Album review: ROBERT PALMER – Heavy Nova,Don’t Explain,Ridin’ High,Honey – Reissues

Robert Palmer - Heavy Nova/Don't Explain

Edsel Deluxe Editions [Release date 14.01.13]

Edsel Records have done a neat job with these 2 in 1 packages, brigading together Palmer’s 1988 – 1994 output in slip case outers, extensive artwork and bonus tracks.  But never mind the packaging, what about the music?

It has to be said, Palmer never really built on his mid-eighties success around the world with the classic Addicted To Love – a single that boasted one of the most iconic music videos ever.  Instead, he continued to flit between rock, reggae, and rat pack crooning in a way that wasn’t entirely comfortable for those other than his most ardent of fans.

The first album here – 1988′s Heavy Nova – is a classic example, containing the Simply Irresistible single that aped Addicted To Love and the Power Station style of straight ahead rock, married with the bossa nova, South African township roots and even yodelling (a reference to his resettling from Nassau to Switzerland).

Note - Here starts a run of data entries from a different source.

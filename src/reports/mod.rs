//! Reporting queries: today's profile counters, the weekly completed
//! session count, and ranged task statistics. All date bucketing is
//! UTC.

use std::collections::BTreeSet;
use std::sync::Arc;

use chrono::{DateTime, Datelike, Days, NaiveDate, NaiveTime, Utc};
use serde_json::json;
use thiserror::Error;

use crate::auth::{UserContext, USERS_COLLECTION};
use crate::clock::Clock;
use crate::models::{FocusSession, SessionKind, SessionStatus, Task, TaskPriority, TaskStatus};
use crate::store::{DocumentStore, Filter, Query, StoreError};
use crate::tasks::tasks_collection;
use crate::timer::engine::SESSIONS_COLLECTION;

#[derive(Debug, Error)]
pub enum ReportError {
    #[error("profile record missing for user {0}")]
    ProfileMissing(String),

    #[error(transparent)]
    Store(#[from] StoreError),
}

pub type ReportResult<T> = Result<T, ReportError>;

#[derive(Debug, Clone, Copy, PartialEq)]
pub enum ReportRange {
    Last7Days,
    Last30Days,
    AllTime,
}

impl ReportRange {
    /// Days included when filtering by creation date; `None` means no
    /// filter.
    fn window_days(&self) -> Option<u64> {
        match self {
            ReportRange::Last7Days => Some(7),
            ReportRange::Last30Days => Some(30),
            ReportRange::AllTime => None,
        }
    }

    /// Days shown in the completed-per-day series; the all-time view
    /// still charts a week.
    fn chart_days(&self) -> u64 {
        match self {
            ReportRange::Last30Days => 30,
            _ => 7,
        }
    }
}

#[derive(Debug, Clone, Copy, PartialEq)]
pub struct TodayStats {
    pub sessions_completed: u32,
    /// Focus minutes expressed as hours, rounded to one decimal.
    pub focus_hours: f64,
}

#[derive(Debug, Clone, PartialEq)]
pub struct DayCount {
    pub date: NaiveDate,
    pub completed: usize,
}

#[derive(Debug, Clone, PartialEq)]
pub struct PriorityCount {
    pub priority: TaskPriority,
    pub count: usize,
}

#[derive(Debug, Clone)]
pub struct TaskReport {
    pub total: usize,
    pub done: usize,
    pub in_progress: usize,
    pub todo: usize,
    /// Percent of in-range tasks completed, rounded.
    pub completion_rate: u32,
    pub completed_per_day: Vec<DayCount>,
    pub by_priority: Vec<PriorityCount>,
    /// Consecutive days ending today with at least one completion.
    pub streak_days: u32,
    pub recent_completed: Vec<Task>,
}

#[derive(Clone)]
pub struct ReportService {
    store: Arc<dyn DocumentStore>,
    clock: Arc<dyn Clock>,
}

impl ReportService {
    pub fn new(store: Arc<dyn DocumentStore>, clock: Arc<dyn Clock>) -> Self {
        Self { store, clock }
    }

    /// Today's counters straight off the profile record.
    pub async fn today(&self, ctx: &UserContext) -> ReportResult<TodayStats> {
        let doc = self
            .store
            .get(USERS_COLLECTION, ctx.user_id())
            .await?
            .ok_or_else(|| ReportError::ProfileMissing(ctx.user_id().to_string()))?;
        let profile: crate::models::UserProfile = doc.decode()?;

        Ok(TodayStats {
            sessions_completed: profile.total_sessions_today,
            focus_hours: (profile.total_minutes_today as f64 / 60.0 * 10.0).round() / 10.0,
        })
    }

    /// Completed work sessions in the current Sunday-to-Sunday week.
    pub async fn work_sessions_this_week(&self, ctx: &UserContext) -> ReportResult<usize> {
        let (start, end) = week_bounds(self.clock.now());

        let docs = self
            .store
            .query(
                SESSIONS_COLLECTION,
                Query::new()
                    .filter(Filter::eq("userId", ctx.user_id()))
                    .filter(Filter::eq("status", json!(SessionStatus::Completed)))
                    .filter(Filter::ge("completedAt", json!(start)))
                    .filter(Filter::lt("completedAt", json!(end))),
            )
            .await?;

        let mut count = 0;
        for doc in docs {
            let session: FocusSession = doc.decode()?;
            if session.kind == SessionKind::Work {
                count += 1;
            }
        }
        Ok(count)
    }

    pub async fn task_report(
        &self,
        ctx: &UserContext,
        range: ReportRange,
    ) -> ReportResult<TaskReport> {
        let docs = self
            .store
            .query(
                &tasks_collection(ctx.user_id()),
                Query::new().order_by_desc("createdAt"),
            )
            .await?;

        let mut tasks = Vec::with_capacity(docs.len());
        for doc in docs {
            tasks.push(doc.decode::<Task>()?);
        }

        Ok(build_task_report(&tasks, self.clock.now().date_naive(), range))
    }
}

/// Start (inclusive) and end (exclusive) of the week containing `now`,
/// with Sunday as the first day.
fn week_bounds(now: DateTime<Utc>) -> (DateTime<Utc>, DateTime<Utc>) {
    let today = now.date_naive();
    let start_date = today - Days::new(today.weekday().num_days_from_sunday() as u64);
    let start = start_date.and_time(NaiveTime::MIN).and_utc();
    let end = (start_date + Days::new(7)).and_time(NaiveTime::MIN).and_utc();
    (start, end)
}

fn build_task_report(tasks: &[Task], today: NaiveDate, range: ReportRange) -> TaskReport {
    let in_range: Vec<&Task> = match range.window_days() {
        Some(days) => {
            let cutoff = today - Days::new(days - 1);
            tasks
                .iter()
                .filter(|t| t.created_at.date_naive() >= cutoff)
                .collect()
        }
        None => tasks.iter().collect(),
    };

    let total = in_range.len();
    let done = in_range.iter().filter(|t| t.status == TaskStatus::Done).count();
    let in_progress = in_range
        .iter()
        .filter(|t| t.status == TaskStatus::InProgress)
        .count();
    let todo = in_range.iter().filter(|t| t.status == TaskStatus::Todo).count();

    let completion_rate = if total > 0 {
        ((done as f64 / total as f64) * 100.0).round() as u32
    } else {
        0
    };

    // The daily series and the streak look at every task, not just the
    // filtered window, matching the dashboard's behavior.
    let window = range.chart_days();
    let completed_per_day = (0..window)
        .map(|i| {
            let date = today - Days::new(window - 1 - i);
            let completed = tasks
                .iter()
                .filter(|t| t.completed_at.map(|c| c.date_naive()) == Some(date))
                .count();
            DayCount { date, completed }
        })
        .collect();

    let by_priority = [TaskPriority::High, TaskPriority::Medium, TaskPriority::Low]
        .into_iter()
        .map(|priority| PriorityCount {
            priority,
            count: in_range.iter().filter(|t| t.priority == priority).count(),
        })
        .collect();

    let completed_days: BTreeSet<NaiveDate> = tasks
        .iter()
        .filter(|t| t.status == TaskStatus::Done)
        .filter_map(|t| t.completed_at.map(|c| c.date_naive()))
        .collect();
    let mut streak_days = 0;
    let mut cursor = Some(today);
    while let Some(day) = cursor {
        if !completed_days.contains(&day) {
            break;
        }
        streak_days += 1;
        cursor = day.pred_opt();
    }

    let mut recent_completed: Vec<Task> = tasks
        .iter()
        .filter(|t| t.status == TaskStatus::Done && t.completed_at.is_some())
        .cloned()
        .collect();
    recent_completed.sort_by(|a, b| b.completed_at.cmp(&a.completed_at));
    recent_completed.truncate(10);

    TaskReport {
        total,
        done,
        in_progress,
        todo,
        completion_rate,
        completed_per_day,
        by_priority,
        streak_days,
        recent_completed,
    }
}

#[cfg(test)]
mod tests {
    use super::*;
    use crate::auth::AuthUser;
    use crate::clock::ManualClock;
    use crate::store::SqliteStore;
    use chrono::{Duration, TimeZone, Weekday};

    fn at(y: i32, m: u32, d: u32, h: u32) -> DateTime<Utc> {
        Utc.with_ymd_and_hms(y, m, d, h, 0, 0).unwrap()
    }

    fn task(
        id: &str,
        status: TaskStatus,
        priority: TaskPriority,
        created_at: DateTime<Utc>,
        completed_at: Option<DateTime<Utc>>,
    ) -> Task {
        Task {
            id: id.into(),
            title: id.into(),
            description: String::new(),
            priority,
            status,
            created_at,
            completed_at,
        }
    }

    #[test]
    fn week_bounds_cover_a_sunday_started_week() {
        let now = at(2026, 8, 7, 15);
        let (start, end) = week_bounds(now);

        assert_eq!(start.weekday(), Weekday::Sun);
        assert_eq!(end - start, Duration::days(7));
        assert!(start <= now && now < end);
    }

    #[test]
    fn report_counts_rate_and_streak() {
        let today = at(2026, 8, 7, 12).date_naive();
        let tasks = vec![
            task(
                "a",
                TaskStatus::Done,
                TaskPriority::High,
                at(2026, 8, 6, 9),
                Some(at(2026, 8, 7, 10)),
            ),
            task(
                "b",
                TaskStatus::Done,
                TaskPriority::Medium,
                at(2026, 8, 5, 9),
                Some(at(2026, 8, 6, 18)),
            ),
            task(
                "c",
                TaskStatus::InProgress,
                TaskPriority::High,
                at(2026, 8, 7, 8),
                None,
            ),
            task(
                "d",
                TaskStatus::Todo,
                TaskPriority::Low,
                at(2026, 8, 1, 8),
                None,
            ),
            // Outside the 7-day window, but its completion still feeds
            // the daily series and the streak.
            task(
                "old",
                TaskStatus::Done,
                TaskPriority::Low,
                at(2026, 7, 1, 8),
                Some(at(2026, 8, 5, 9)),
            ),
        ];

        let report = build_task_report(&tasks, today, ReportRange::Last7Days);
        assert_eq!(report.total, 4);
        assert_eq!(report.done, 2);
        assert_eq!(report.in_progress, 1);
        assert_eq!(report.todo, 1);
        assert_eq!(report.completion_rate, 50);

        // Completions on the 5th, 6th and 7th: a three-day streak.
        assert_eq!(report.streak_days, 3);

        assert_eq!(report.completed_per_day.len(), 7);
        let last = report.completed_per_day.last().unwrap();
        assert_eq!(last.date, today);
        assert_eq!(last.completed, 1);

        assert_eq!(report.by_priority[0].priority, TaskPriority::High);
        assert_eq!(report.by_priority[0].count, 2);

        assert_eq!(report.recent_completed.len(), 3);
        assert_eq!(report.recent_completed[0].id, "a");
    }

    #[test]
    fn streak_is_zero_without_a_completion_today() {
        let today = at(2026, 8, 7, 12).date_naive();
        let tasks = vec![task(
            "a",
            TaskStatus::Done,
            TaskPriority::Medium,
            at(2026, 8, 1, 9),
            Some(at(2026, 8, 5, 10)),
        )];
        let report = build_task_report(&tasks, today, ReportRange::AllTime);
        assert_eq!(report.streak_days, 0);
    }

    #[tokio::test]
    async fn weekly_count_filters_status_kind_and_window() {
        let store: Arc<dyn DocumentStore> = Arc::new(SqliteStore::in_memory().unwrap());
        let now = at(2026, 8, 7, 12);
        let clock = Arc::new(ManualClock::new(now));
        let ctx = UserContext::establish(
            store.clone(),
            clock.as_ref(),
            AuthUser {
                id: "alice".into(),
                name: "Alice".into(),
                email: "alice@example.com".into(),
                avatar_url: None,
            },
        )
        .await
        .unwrap();
        let reports = ReportService::new(store.clone(), clock.clone() as Arc<dyn Clock>);

        let seed = |kind: &'static str, status: &'static str, completed: Option<DateTime<Utc>>| {
            let store = store.clone();
            async move {
                store
                    .create(
                        SESSIONS_COLLECTION,
                        json!({
                            "userId": "alice",
                            "teamId": null,
                            "taskId": null,
                            "type": kind,
                            "status": status,
                            "startTime": now - Duration::hours(2),
                            "endTime": now - Duration::hours(1),
                            "duration": 1500,
                            "completedAt": completed,
                        }),
                    )
                    .await
                    .unwrap();
            }
        };

        seed("work", "completed", Some(now - Duration::hours(1))).await;
        seed("break", "completed", Some(now - Duration::hours(1))).await;
        seed("work", "completed", Some(now - Duration::days(30))).await;
        seed("work", "stopped", None).await;

        assert_eq!(reports.work_sessions_this_week(&ctx).await.unwrap(), 1);
    }

    #[tokio::test]
    async fn today_stats_round_hours_to_one_decimal() {
        let store: Arc<dyn DocumentStore> = Arc::new(SqliteStore::in_memory().unwrap());
        let clock = Arc::new(ManualClock::new(at(2026, 8, 7, 12)));
        let ctx = UserContext::establish(
            store.clone(),
            clock.as_ref(),
            AuthUser {
                id: "alice".into(),
                name: "Alice".into(),
                email: "alice@example.com".into(),
                avatar_url: None,
            },
        )
        .await
        .unwrap();
        store
            .patch(
                USERS_COLLECTION,
                "alice",
                json!({"totalMinutesToday": 125, "totalSessionsToday": 5}),
            )
            .await
            .unwrap();

        let reports = ReportService::new(store, clock as Arc<dyn Clock>);
        let stats = reports.today(&ctx).await.unwrap();
        assert_eq!(stats.sessions_completed, 5);
        assert!((stats.focus_hours - 2.1).abs() < f64::EPSILON);
    }
}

It’s packaged partner, Don’t Explain saw him diversify even further, over the generous 18 tracks (now supplemented by a further 3 bonus tracks) marrying some excellent rock (Light-Years), with gospel blues, jazz, a cleverly segued cover of Marvin Gaye’s Mercy Mercy Me and I Want You, and recruiting UB40 for the reggae reworking of Dylan’s I’ll be Your Baby Tonight, both of which made the UK top 10.  ***1/2

1990 saw him release Ridin’ High – his ‘lounge’ album and voted Best Dressed male.  It predates Buble and Robbie’s dalliance with the swing / Tin Pan Alley sound and is really only going to appeal to fans of the genre.

It was album that, perhaps not unsurprisingly, marginalised his rock fans and signalled a general downturn in his popularity.

In contrast, 1994′s Honey saw him back exploring an eclectic mix of World music, funk, jazz, rock / pop and dance.  It spawned several singles that tickled the lower reaches of the charts, but Palmer’s wider popularity was, by then, well on the wane.  But once again the constant switching of styles is somewhat unsettling.  ***

So, nice packages, and if you’re looking to replace old vinyl, then what are you waiting for?  But those unfamiliar with the man’s works would do better to be well advised to listen before they leap.